Интересное кино! Почему они здесь? Ах да, Литвинов проживает в непосредственной близости — Староконюшенный переулок. А при чем здесь Зоя? Значит, при чем! Вот он ей руку сжал, смотрит выразительно, прямо как цыганский барон. Все-таки определенно в нем что-то опереточное есть. Ладно, не суть. Почему они именно здесь, рядом с домом Литвинова? А если Марина Ильинична увидит? Саша достал мобильник, записную книжку, набрал домашний телефон Литвинова. Долго слушал длинные гудки. Литвиновой дома не было. Так воскресенье же! Она, наверное, на дачу уехала еще вчера. А Литвинов остался в городе… и что? И привел к себе домой женщину?! Она что, у него ночевала?! А утром они вышли выпить кофе? Как в Париже. Не может быть! Почему? Она же говорила, что не видела своего однокурсника пять лет, после безобразной сцены в ресторане! Да мало ли что она говорила…
Однако Грязнов все время оказывается прав. Но… Даже если они любовники, как он осмелился привести ее в дом своей жены? Что же это он, ничего не боится?
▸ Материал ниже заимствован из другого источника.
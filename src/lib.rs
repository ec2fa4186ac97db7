//! Ledger projection synchronizer.
//!
//! Ingests order, escrow, dispute, delivery-proof and reward events from a
//! ledger and materializes them into an idempotent projection. See
//! [`sync::Synchronizer`] for the entry point.

pub mod config;
pub mod ledger;
pub mod projection;
pub mod sync;
pub mod utils;

pub use config::SynchronizerConfig;
pub use sync::{SyncStats, Synchronizer};
//! Types for ledger event ingestion and state queries

use chrono::{DateTime, Utc};
use serde::{Deserialize, Serialize};
use std::fmt;

/// Discriminator for every event kind the synchronizer understands.
#[derive(Debug, Clone, Copy, PartialEq, Eq, Hash, PartialOrd, Ord, Serialize, Deserialize)]
pub enum EventKind {
    OrderCreated,
    ProofSubmitted,
    DisputeOpened,
    EscrowLocked,
    EscrowReleased,
    EscrowRefunded,
    MissionCreated,
    MissionCompleted,
    RewardClaimed,
    CashbackGranted,
}

impl EventKind {
    /// Every kind, in routing order.
    pub const ALL: [EventKind; 10] = [
        EventKind::OrderCreated,
        EventKind::ProofSubmitted,
        EventKind::DisputeOpened,
        EventKind::EscrowLocked,
        EventKind::EscrowReleased,
        EventKind::EscrowRefunded,
        EventKind::MissionCreated,
        EventKind::MissionCompleted,
        EventKind::RewardClaimed,
        EventKind::CashbackGranted,
    ];

    /// Name used on the wire and in log lines.
    pub fn as_str(&self) -> &'static str {
        match self {
            EventKind::OrderCreated => "OrderCreated",
            EventKind::ProofSubmitted => "ProofSubmitted",
            EventKind::DisputeOpened => "DisputeOpened",
            EventKind::EscrowLocked => "EscrowLocked",
            EventKind::EscrowReleased => "EscrowReleased",
            EventKind::EscrowRefunded => "EscrowRefunded",
            EventKind::MissionCreated => "MissionCreated",
            EventKind::MissionCompleted => "MissionCompleted",
            EventKind::RewardClaimed => "RewardClaimed",
            EventKind::CashbackGranted => "CashbackGranted",
        }
    }

    /// Parse a wire name back into a kind.
    pub fn from_name(name: &str) -> Option<Self> {
        Self::ALL.iter().copied().find(|kind| kind.as_str() == name)
    }
}

impl fmt::Display for EventKind {
    fn fmt(&self, f: &mut fmt::Formatter<'_>) -> fmt::Result {
        f.write_str(self.as_str())
    }
}

/// Subscription filter passed to the ledger client.
#[derive(Debug, Clone, PartialEq, Eq)]
pub struct EventFilter {
    pub kinds: Vec<EventKind>,
}

impl EventFilter {
    pub fn new(kinds: Vec<EventKind>) -> Self {
        Self { kinds }
    }

    /// Check whether an event kind passes this filter
    pub fn accepts(&self, kind: EventKind) -> bool {
        self.kinds.contains(&kind)
    }
}

impl Default for EventFilter {
    fn default() -> Self {
        Self::new(EventKind::ALL.to_vec())
    }
}

/// Raw event frame as delivered by the ledger indexer before decoding.
///
/// `data` is either a named object or a positional tuple, depending on how the
/// indexer was configured to render event arguments.
#[derive(Debug, Clone, Serialize, Deserialize)]
pub struct RawLedgerEvent {
    /// The event kind name, e.g. `OrderCreated`.
    pub kind: String,
    /// Block that contains the event.
    #[serde(rename = "blockNumber")]
    pub block_number: u64,
    /// Position of the event inside its block.
    #[serde(rename = "eventIndex", default)]
    pub event_index: u32,
    /// Hash of the extrinsic that emitted the event, if any.
    #[serde(rename = "transactionHash", default)]
    pub transaction_hash: Option<serde_json::Value>,
    /// Block timestamp, RFC 3339.
    #[serde(default)]
    pub timestamp: Option<DateTime<Utc>>,
    /// Event arguments.
    pub data: serde_json::Value,
}

/// Where a decoded event came from.
#[derive(Debug, Clone, Copy, PartialEq, Eq, Serialize, Deserialize)]
pub enum EventSource {
    /// Pushed by the ledger subscription.
    Subscription,
    /// Re-derived by the reconciliation poller.
    Reconciliation,
}

/// Location of an event on the ledger.
#[derive(Debug, Clone, PartialEq, Eq, Serialize, Deserialize)]
pub struct ChainPosition {
    pub block_number: u64,
    pub event_index: u32,
    pub transaction_hash: String,
}

#[derive(Debug, Clone, PartialEq, Eq, Serialize, Deserialize)]
pub struct OrderCreated {
    pub order_id: u64,
    pub buyer: String,
    pub seller: String,
    pub marketplace_id: u64,
    pub total_amount: String,
}

#[derive(Debug, Clone, PartialEq, Eq, Serialize, Deserialize)]
pub struct ProofSubmitted {
    pub order_id: u64,
    pub proof_cid: String,
    pub attestor: String,
}

#[derive(Debug, Clone, PartialEq, Eq, Serialize, Deserialize)]
pub struct DisputeOpened {
    pub dispute_id: u64,
    pub order_id: u64,
    pub plaintiff: String,
    pub defendant: String,
}

/// Shared payload of the three escrow transitions.
#[derive(Debug, Clone, PartialEq, Eq, Serialize, Deserialize)]
pub struct EscrowTransition {
    pub external_order_id: String,
    pub buyer: String,
    pub seller: String,
    pub amount: String,
}

#[derive(Debug, Clone, PartialEq, Eq, Serialize, Deserialize)]
pub struct MissionCreated {
    pub mission_id: u64,
    pub title: String,
    pub description: String,
    pub mission_type: String,
    pub reward_amount: String,
    pub required_count: u32,
    pub active: bool,
}

#[derive(Debug, Clone, PartialEq, Eq, Serialize, Deserialize)]
pub struct MissionCompleted {
    pub user_id: String,
    pub mission_id: u64,
    pub current_count: u32,
}

#[derive(Debug, Clone, PartialEq, Eq, Serialize, Deserialize)]
pub struct RewardClaimed {
    pub user_id: String,
    pub mission_id: u64,
    pub amount: String,
}

#[derive(Debug, Clone, PartialEq, Eq, Serialize, Deserialize)]
pub struct CashbackGranted {
    pub user_id: String,
    pub order_id: u64,
    pub order_amount: String,
    pub cashback_amount: String,
}

/// Strongly-typed payload, one variant per event kind.
#[derive(Debug, Clone, PartialEq, Eq, Serialize, Deserialize)]
pub enum EventPayload {
    OrderCreated(OrderCreated),
    ProofSubmitted(ProofSubmitted),
    DisputeOpened(DisputeOpened),
    EscrowLocked(EscrowTransition),
    EscrowReleased(EscrowTransition),
    EscrowRefunded(EscrowTransition),
    MissionCreated(MissionCreated),
    MissionCompleted(MissionCompleted),
    RewardClaimed(RewardClaimed),
    CashbackGranted(CashbackGranted),
}

impl EventPayload {
    pub fn kind(&self) -> EventKind {
        match self {
            EventPayload::OrderCreated(_) => EventKind::OrderCreated,
            EventPayload::ProofSubmitted(_) => EventKind::ProofSubmitted,
            EventPayload::DisputeOpened(_) => EventKind::DisputeOpened,
            EventPayload::EscrowLocked(_) => EventKind::EscrowLocked,
            EventPayload::EscrowReleased(_) => EventKind::EscrowReleased,
            EventPayload::EscrowRefunded(_) => EventKind::EscrowRefunded,
            EventPayload::MissionCreated(_) => EventKind::MissionCreated,
            EventPayload::MissionCompleted(_) => EventKind::MissionCompleted,
            EventPayload::RewardClaimed(_) => EventKind::RewardClaimed,
            EventPayload::CashbackGranted(_) => EventKind::CashbackGranted,
        }
    }

    /// Short natural-key description for log lines.
    pub fn describe(&self) -> String {
        match self {
            EventPayload::OrderCreated(e) => format!("order {}", e.order_id),
            EventPayload::ProofSubmitted(e) => {
                format!("proof {} for order {}", e.proof_cid, e.order_id)
            }
            EventPayload::DisputeOpened(e) => {
                format!("dispute {} on order {}", e.dispute_id, e.order_id)
            }
            EventPayload::EscrowLocked(e)
            | EventPayload::EscrowReleased(e)
            | EventPayload::EscrowRefunded(e) => {
                format!("escrow for external order {}", e.external_order_id)
            }
            EventPayload::MissionCreated(e) => format!("mission {}", e.mission_id),
            EventPayload::MissionCompleted(e) => {
                format!("mission {} completed by {}", e.mission_id, e.user_id)
            }
            EventPayload::RewardClaimed(e) => {
                format!("mission {} reward claimed by {}", e.mission_id, e.user_id)
            }
            EventPayload::CashbackGranted(e) => {
                format!("cashback for {} on order {}", e.user_id, e.order_id)
            }
        }
    }
}

/// A decoded ledger event ready for the handlers.
#[derive(Debug, Clone, PartialEq, Eq, Serialize, Deserialize)]
pub struct LedgerEvent {
    pub source: EventSource,
    /// Present for subscription events, absent for reconciled state.
    pub position: Option<ChainPosition>,
    pub timestamp: DateTime<Utc>,
    pub payload: EventPayload,
}

impl LedgerEvent {
    /// Build an event observed on the subscription stream.
    pub fn from_chain(position: ChainPosition, timestamp: DateTime<Utc>, payload: EventPayload) -> Self {
        Self {
            source: EventSource::Subscription,
            position: Some(position),
            timestamp,
            payload,
        }
    }

    /// Build an event re-derived from a state snapshot.
    pub fn reconciled(payload: EventPayload) -> Self {
        Self {
            source: EventSource::Reconciliation,
            position: None,
            timestamp: Utc::now(),
            payload,
        }
    }

    pub fn kind(&self) -> EventKind {
        self.payload.kind()
    }
}

/// Named resources that can be pulled with a state query.
#[derive(Debug, Clone, Copy, PartialEq, Eq, Hash, Serialize, Deserialize)]
#[serde(rename_all = "snake_case")]
pub enum StateResource {
    /// The catalog of currently active missions.
    ActiveMissions,
}

impl fmt::Display for StateResource {
    fn fmt(&self, f: &mut fmt::Formatter<'_>) -> fmt::Result {
        match self {
            StateResource::ActiveMissions => f.write_str("active_missions"),
        }
    }
}

/// Current value of a [`StateResource`].
#[derive(Debug, Clone, PartialEq, Eq)]
pub enum StateSnapshot {
    Missions(Vec<MissionCreated>),
}

impl StateSnapshot {
    /// Turn every item of the snapshot into an event for the handlers.
    pub fn into_events(self) -> Vec<LedgerEvent> {
        match self {
            StateSnapshot::Missions(missions) => missions
                .into_iter()
                .map(|mission| LedgerEvent::reconciled(EventPayload::MissionCreated(mission)))
                .collect(),
        }
    }

    pub fn len(&self) -> usize {
        match self {
            StateSnapshot::Missions(missions) => missions.len(),
        }
    }

    pub fn is_empty(&self) -> bool {
        self.len() == 0
    }
}

/// Errors produced while turning a raw frame into a typed event
#[derive(Debug, Clone, PartialEq, Eq, thiserror::Error)]
pub enum DecodeError {
    #[error("Unknown event kind: {0}")]
    UnknownKind(String),

    #[error("{kind}: missing field `{field}`")]
    MissingField { kind: EventKind, field: &'static str },

    #[error("{kind}: field `{field}` has invalid value: {reason}")]
    InvalidField {
        kind: EventKind,
        field: &'static str,
        reason: String,
    },

    #[error("{kind}: event data must be an object or a tuple")]
    MalformedData { kind: EventKind },
}

/// Error types for ledger client operations
#[derive(Debug, thiserror::Error)]
pub enum LedgerError {
    #[error("GraphQL error: {0}")]
    GraphQLError(String),

    #[error("No data returned")]
    NoData,

    #[error("WebSocket error: {0}")]
    WebSocketError(#[from] tokio_tungstenite::tungstenite::Error),

    #[error("HTTP error: {0}")]
    HttpError(#[from] reqwest::Error),

    #[error("JSON parse error: {0}")]
    JsonError(#[from] serde_json::Error),

    #[error("Decode error: {0}")]
    DecodeError(#[from] DecodeError),

    #[error("Session error: {0}")]
    SessionError(String),

    #[error("Not connected: {0}")]
    NotConnected(String),
}

impl LedgerError {
    /// Whether the error means the transport itself is gone, as opposed to a
    /// single bad frame.
    pub fn is_transport(&self) -> bool {
        matches!(
            self,
            LedgerError::WebSocketError(_) | LedgerError::NotConnected(_) | LedgerError::SessionError(_)
        )
    }
}
#[tokio::test(start_paused = true)]
async fn proof_and_dispute_cascade_order_status() {
    let h = harness(config());
    h.sync.start().await;

    h.ledger.emit(order_created(7));
    h.ledger.emit(event(
        2,
        0,
        EventPayload::ProofSubmitted(ProofSubmitted {
            order_id: 7,
            proof_cid: "bafyproof".into(),
            attestor: "A".into(),
        }),
    ));
    settle().await;
    assert_eq!(h.store.chain_orders()[0].status, ChainOrderStatus::ProofSubmitted);

    let dispute = event(
        3,
        0,
        EventPayload::DisputeOpened(DisputeOpened {
            dispute_id: 70,
            order_id: 7,
            plaintiff: "B".into(),
            defendant: "S".into(),
        }),
    );
    h.ledger.emit(dispute.clone());
    h.ledger.emit(dispute);
    settle().await;

    assert_eq!(h.store.chain_orders()[0].status, ChainOrderStatus::Disputed);
    assert_eq!(h.store.disputes().len(), 1);
    let stats = h.sync.get_stats();
    assert_eq!(stats.proofs_submitted, 1);
    assert_eq!(stats.disputes_opened, 1);
    assert_eq!(stats.events_skipped, 1);

    h.sync.stop().await;
}

#[tokio::test(start_paused = true)]
async fn handler_failure_does_not_stop_ingestion() {
    let h = harness(config());
    h.sync.start().await;

    // Proof for an order the projection has never seen
    h.ledger.emit(event(
        2,
        0,
        EventPayload::ProofSubmitted(ProofSubmitted {
            order_id: 404,
            proof_cid: "bafy".into(),
            attestor: "A".into(),
        }),
    ));
    h.ledger.emit_error(LedgerError::DecodeError(DecodeError::UnknownKind(
        "Transfer".into(),
    )));
    h.ledger.emit(order_created(1));
    settle().await;

    let stats = h.sync.get_stats();
    assert_eq!(stats.errors, 2);
    assert_eq!(stats.orders_created, 1);
    assert_eq!(stats.connection_status, ConnectionStatus::Connected);

    h.sync.stop().await;
}

#[tokio::test(start_paused = true)]
async fn escrow_events_correlate_by_external_id() {
    let h = harness(config());
    h.sync.start().await;

    // Unknown external id: dropped with a warning, not an error
    h.ledger.emit(escrow_locked("ext-unknown"));
    settle().await;
    assert!(h.store.all_escrow_logs().is_empty());
    let stats = h.sync.get_stats();
    assert_eq!(stats.errors, 0);
    assert_eq!(stats.events_dropped, 1);
    assert_eq!(stats.escrows_locked, 0);

    let order = h.store.insert_commerce_order("ext-1").unwrap();
    h.ledger.emit(escrow_locked("ext-1"));
    h.ledger.emit(escrow_locked("ext-1"));
    settle().await;

    let found = h.store.find_commerce_order("ext-1").await.unwrap().unwrap();
    assert_eq!(found.escrow_status, Some(EscrowStatus::Escrowed));
    let logs = h.store.escrow_logs(order.id).await.unwrap();
    assert_eq!(logs.len(), 1);
    assert_eq!(logs[0].kind, EscrowLogKind::Lock);
    assert_eq!(logs[0].payload.amount, "42000");
    assert_eq!(h.sync.get_stats().escrows_locked, 1);

    h.sync.stop().await;
}
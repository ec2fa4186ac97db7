use super::memory::{ProjectionTables, TableCounts};
use super::store::StoreError;
use chrono::{DateTime, Utc};
use serde::{Deserialize, Serialize};
use std::path::PathBuf;
use tracing::{info, warn};

const SNAPSHOT_FILE: &str = "projection_snapshot.json";
const METADATA_FILE: &str = "projection_snapshot.meta.json";

/// Sidecar written next to every snapshot
#[derive(Debug, Clone, PartialEq, Eq, Serialize, Deserialize)]
pub struct SnapshotMetadata {
	pub timestamp: DateTime<Utc>,
	pub counts: TableCounts,
}

/// Repository for projection snapshot persistence
#[async_trait::async_trait]
pub trait SnapshotRepository: Send + Sync {
	async fn save(&self, tables: &ProjectionTables) -> Result<SnapshotMetadata, StoreError>;
	async fn load(&self) -> Result<Option<ProjectionTables>, StoreError>;
}

/// File-based implementation of SnapshotRepository
pub struct FileSnapshotRepository {
	data_dir: PathBuf,
}

impl FileSnapshotRepository {
	pub fn new(data_dir: PathBuf) -> Self {
		Self { data_dir }
	}

	fn snapshot_filename(&self) -> PathBuf {
		self.data_dir.join(SNAPSHOT_FILE)
	}

	fn metadata_filename(&self) -> PathBuf {
		self.data_dir.join(METADATA_FILE)
	}
}

#[async_trait::async_trait]
impl SnapshotRepository for FileSnapshotRepository {
	async fn save(&self, tables: &ProjectionTables) -> Result<SnapshotMetadata, StoreError> {
		tokio::fs::create_dir_all(&self.data_dir).await?;

		let metadata = SnapshotMetadata {
			timestamp: Utc::now(),
			counts: tables.counts(),
		};

		// Tables first so a metadata file never points at a missing snapshot
		let filename = self.snapshot_filename();
		tokio::fs::write(&filename, serde_json::to_vec_pretty(tables)?).await?;

		let metadata_filename = self.metadata_filename();
		tokio::fs::write(&metadata_filename, serde_json::to_vec_pretty(&metadata)?).await?;

		info!(
			"Saved projection snapshot to {:?} ({} rows)",
			filename,
			metadata.counts.total()
		);
		Ok(metadata)
	}

	async fn load(&self) -> Result<Option<ProjectionTables>, StoreError> {
		let filename = self.snapshot_filename();

		// Check if files exist
		if !tokio::fs::try_exists(&filename).await? {
			return Ok(None);
		}

		let content = tokio::fs::read(&filename).await?;
		let tables: ProjectionTables = serde_json::from_slice(&content)?;

		match tokio::fs::read(self.metadata_filename()).await {
			Ok(meta_content) => match serde_json::from_slice::<SnapshotMetadata>(&meta_content) {
				Ok(metadata) if metadata.counts != tables.counts() => {
					warn!(
						"Snapshot metadata row counts do not match {:?}; trusting the snapshot",
						filename
					);
				}
				Ok(metadata) => {
					info!(
						"Loaded projection snapshot from {:?} taken at {} ({} rows)",
						filename,
						metadata.timestamp.to_rfc3339(),
						metadata.counts.total()
					);
				}
				Err(e) => warn!("Ignoring unreadable snapshot metadata: {}", e),
			},
			Err(e) => warn!("Snapshot metadata missing for {:?}: {}", filename, e),
		}

		Ok(Some(tables))
	}
}
//! Projection writers, one per event kind.
//!
//! Every handler follows the same read-check-then-write contract: derive the
//! natural key from the payload, look for an existing row, skip if the
//! projection already reflects the event, otherwise write and apply cascades.
//! Re-applying an event is therefore always safe.
//!
//! Handlers return errors instead of logging them; the router counts and logs
//! exactly one line per event.

mod escrow;
mod orders;
mod rewards;

pub use escrow::EscrowTransitionHandler;
pub use orders::{DisputeOpenedHandler, OrderCreatedHandler, ProofSubmittedHandler};
pub use rewards::{
    CashbackGrantedHandler, MissionCompletedHandler, MissionCreatedHandler, RewardClaimedHandler,
};

use super::types::{HandleOutcome, SyncError};
use crate::config::HandlerConfig;
use crate::ledger::{ChainPosition, EventKind, LedgerEvent};
use crate::projection::{EscrowLogKind, ProjectionStore, StoreError};

use std::sync::Arc;

/// Trait for applying one kind of ledger event to the projection.
#[async_trait::async_trait]
pub trait EventHandler: Send + Sync {
    /// The single event kind this handler accepts.
    fn kind(&self) -> EventKind;

    /// Apply the event. Must be idempotent.
    async fn handle(&self, event: &LedgerEvent) -> Result<HandleOutcome, SyncError>;
}

/// The full handler set, one per [`EventKind`].
pub fn default_handlers(
    store: Arc<dyn ProjectionStore>,
    config: &HandlerConfig,
) -> Vec<Arc<dyn EventHandler>> {
    vec![
        Arc::new(OrderCreatedHandler::new(store.clone())),
        Arc::new(ProofSubmittedHandler::new(store.clone())),
        Arc::new(DisputeOpenedHandler::new(store.clone())),
        Arc::new(EscrowTransitionHandler::new(store.clone(), EscrowLogKind::Lock)),
        Arc::new(EscrowTransitionHandler::new(store.clone(), EscrowLogKind::Release)),
        Arc::new(EscrowTransitionHandler::new(store.clone(), EscrowLogKind::Refund)),
        Arc::new(MissionCreatedHandler::new(store.clone())),
        Arc::new(MissionCompletedHandler::new(store.clone())),
        Arc::new(RewardClaimedHandler::new(store.clone())),
        Arc::new(CashbackGrantedHandler::new(store, config.dedupe_cashback_grants)),
    ]
}

/// Ledger position of an event whose projection records chain provenance.
fn require_position(event: &LedgerEvent) -> Result<&ChainPosition, SyncError> {
    event.position.as_ref().ok_or_else(|| {
        SyncError::InvalidPayload(format!("{} event carries no ledger position", event.kind()))
    })
}

fn unexpected_payload(expected: EventKind, event: &LedgerEvent) -> SyncError {
    SyncError::InvalidPayload(format!(
        "expected {} payload, got {}",
        expected,
        event.kind()
    ))
}

/// Map an insert result to an outcome. A unique violation means a concurrent
/// path (push vs. poll) wrote the same row first.
fn insert_outcome(result: Result<(), StoreError>) -> Result<HandleOutcome, SyncError> {
    match result {
        Ok(()) => Ok(HandleOutcome::Applied),
        Err(StoreError::UniqueViolation { entity, key }) => Ok(HandleOutcome::Skipped(format!(
            "{} {} written concurrently",
            entity, key
        ))),
        Err(e) => Err(e.into()),
    }
}
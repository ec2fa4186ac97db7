//! Ledger integration module
//!
//! This module isolates everything that talks to the ledger. The rest of the
//! crate only sees the narrow [`LedgerClient`] trait: subscribe to decoded
//! events, query the current value of a resource, and probe liveness.

/// GraphQL client for the ledger indexer
mod client;
/// Raw frame to typed event decoding
pub mod decode;
/// In-process ledger double for tests and local runs
pub mod mock;
/// Type definitions for ledger data structures
mod types;

pub use client::GraphQlLedgerClient;
pub use mock::MockLedgerClient;
pub use types::*;

use futures::stream::BoxStream;

/// Stream of decoded events produced by a subscription.
///
/// Dropping the stream releases the underlying subscription.
pub type EventStream = BoxStream<'static, Result<LedgerEvent, LedgerError>>;

/// The capabilities the synchronizer needs from the ledger.
#[async_trait::async_trait]
pub trait LedgerClient: Send + Sync {
	/// Subscribe to decoded events matching `filter`.
	async fn subscribe(&self, filter: &EventFilter) -> Result<EventStream, LedgerError>;

	/// Pull the full current value of a named resource.
	async fn query_state(&self, resource: StateResource) -> Result<StateSnapshot, LedgerError>;

	/// Liveness probe for the ledger connection.
	async fn is_connected(&self) -> bool;
}
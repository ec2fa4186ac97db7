//! Ledger synchronizer and integration point for all sync services.
//!
//! This module defines the `Synchronizer`, which composes every component
//! involved in keeping the projection in step with the ledger:
//! - the handler set, wired into an `EventRouter`
//! - the `ConnectionManager` (subscription, heartbeat, reconnect backoff)
//! - the `ReconciliationPoller` (periodic full-state pulls)
//! - the shared `StatsTracker`
//!
//! The ledger client and projection store are injected, so the same
//! synchronizer runs against the GraphQL adapter in production and against
//! `MockLedgerClient` in tests.

use super::connection::ConnectionManager;
use super::handlers::default_handlers;
use super::poller::{PollOutcome, ReconciliationPoller};
use super::router::EventRouter;
use super::stats::{StatsTracker, SyncStats};
use crate::config::{ConfigError, SynchronizerConfig};
use crate::ledger::LedgerClient;
use crate::projection::ProjectionStore;

use parking_lot::Mutex;
use std::sync::Arc;
use tracing::{info, warn};

/// Main synchronizer that coordinates all sync components.
pub struct Synchronizer {
    connection: Arc<ConnectionManager>,
    poller: Arc<ReconciliationPoller>,
    stats: Arc<StatsTracker>,
    running: Mutex<bool>,
}

impl Synchronizer {
    /// Wire the default handler set against `store` and build the connection
    /// manager and poller around `ledger`.
    ///
    /// # Errors
    /// Returns `ConfigError::Invalid` if `config` fails validation.
    pub fn new(
        ledger: Arc<dyn LedgerClient>,
        store: Arc<dyn ProjectionStore>,
        config: SynchronizerConfig,
    ) -> Result<Self, ConfigError> {
        config.validate()?;

        let stats = Arc::new(StatsTracker::new());

        let mut router = EventRouter::new(stats.clone());
        for handler in default_handlers(store, &config.handlers) {
            router.register_handler(handler);
        }
        let router = Arc::new(router);

        let connection = Arc::new(ConnectionManager::new(
            ledger.clone(),
            router.clone(),
            stats.clone(),
            config.connection,
        ));
        let poller = Arc::new(ReconciliationPoller::new(
            ledger,
            router,
            stats.clone(),
            config.poller,
        ));

        Ok(Self {
            connection,
            poller,
            stats,
            running: Mutex::new(false),
        })
    }

    /// Start synchronization.
    ///
    /// Subscribes to the ledger and starts the heartbeat and poll timers.
    /// A second call while running logs a warning and does nothing.
    pub async fn start(&self) {
        {
            let mut running = self.running.lock();
            if *running {
                warn!("Synchronizer already running, ignoring start");
                return;
            }
            *running = true;
        }

        info!("Starting ledger synchronizer");
        self.connection.start().await;
        self.poller.start();
    }

    /// Stop every task and release the subscription. Safe if never started.
    pub async fn stop(&self) {
        {
            let mut running = self.running.lock();
            if !*running {
                return;
            }
            *running = false;
        }

        info!("Stopping ledger synchronizer");
        self.poller.stop().await;
        self.connection.stop().await;
        info!("{}", self.stats.get_stats().summary());
    }

    pub fn is_running(&self) -> bool {
        *self.running.lock()
    }

    /// Copy of the current counters and connection status.
    pub fn get_stats(&self) -> SyncStats {
        self.stats.get_stats()
    }

    /// Zero every counter; connection state is left untouched.
    pub fn reset_stats(&self) {
        self.stats.reset();
        info!("Synchronizer statistics reset");
    }

    /// Run one reconciliation tick immediately, sharing the timer's
    /// in-flight guard.
    pub async fn reconcile_now(&self) -> PollOutcome {
        self.poller.poll_once().await
    }
}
Ладно, об этом я подумаю завтра.
Турецкий набрал номер телефона оперативника Фонарева.
Как сообщила вежливая мама, Сашенька еще спал (а не смотался куда-нибудь за город, что соответствовало бы всем законам подлости!). Фонаревой — старшей было приказано разбудить сына. Турецкий услышал на другом конце провода тяжкий вздох, наполненный немым укором, и через минуту бодрый голос Шуры:
— Слушаю, Александр Борисович! Доброе утро!
— Привет! Шурик, бери тачку, дуй к Старому Арбату. Моментом. Лавку букиниста знаешь?
— Знаю.
— Я тебя здесь жду. Лети пулей. Форма одежды — спортивная. «Трубу» не забудь.
— Есть!
Саша вызвал телефонным звонком еще одного опера, назначив местом встречи тот самый кафешник. Только бы «сладкая парочка» не исчезла преждевременно, молился про себя Турецкий. Но парочка, видимо, не спешила. На столе появилась бутылка вина, тарелки с закусками. Плотно завтракают. Время тянулось невыносимо медленно. Наконец, дверь в магазинчик открылась и Фонарев засиял улыбкой перед взором Турецкого.
— Наконец-то, Шурка! Что так долго?
— Так пробки! Воскресенье, все уже повылазили. Полчаса стояли.
— Позавтракать успел?
— Нет.
— Это ничего. Вон кафе напротив, может, успеешь перекусить. Парочку, что сидит вон там, видишь?
— Он в черной футболке, она в голубом платье? Угу.
— Оперативная задача: наружное наблюдение. Весь день. Ага, вот и Чеснок появился.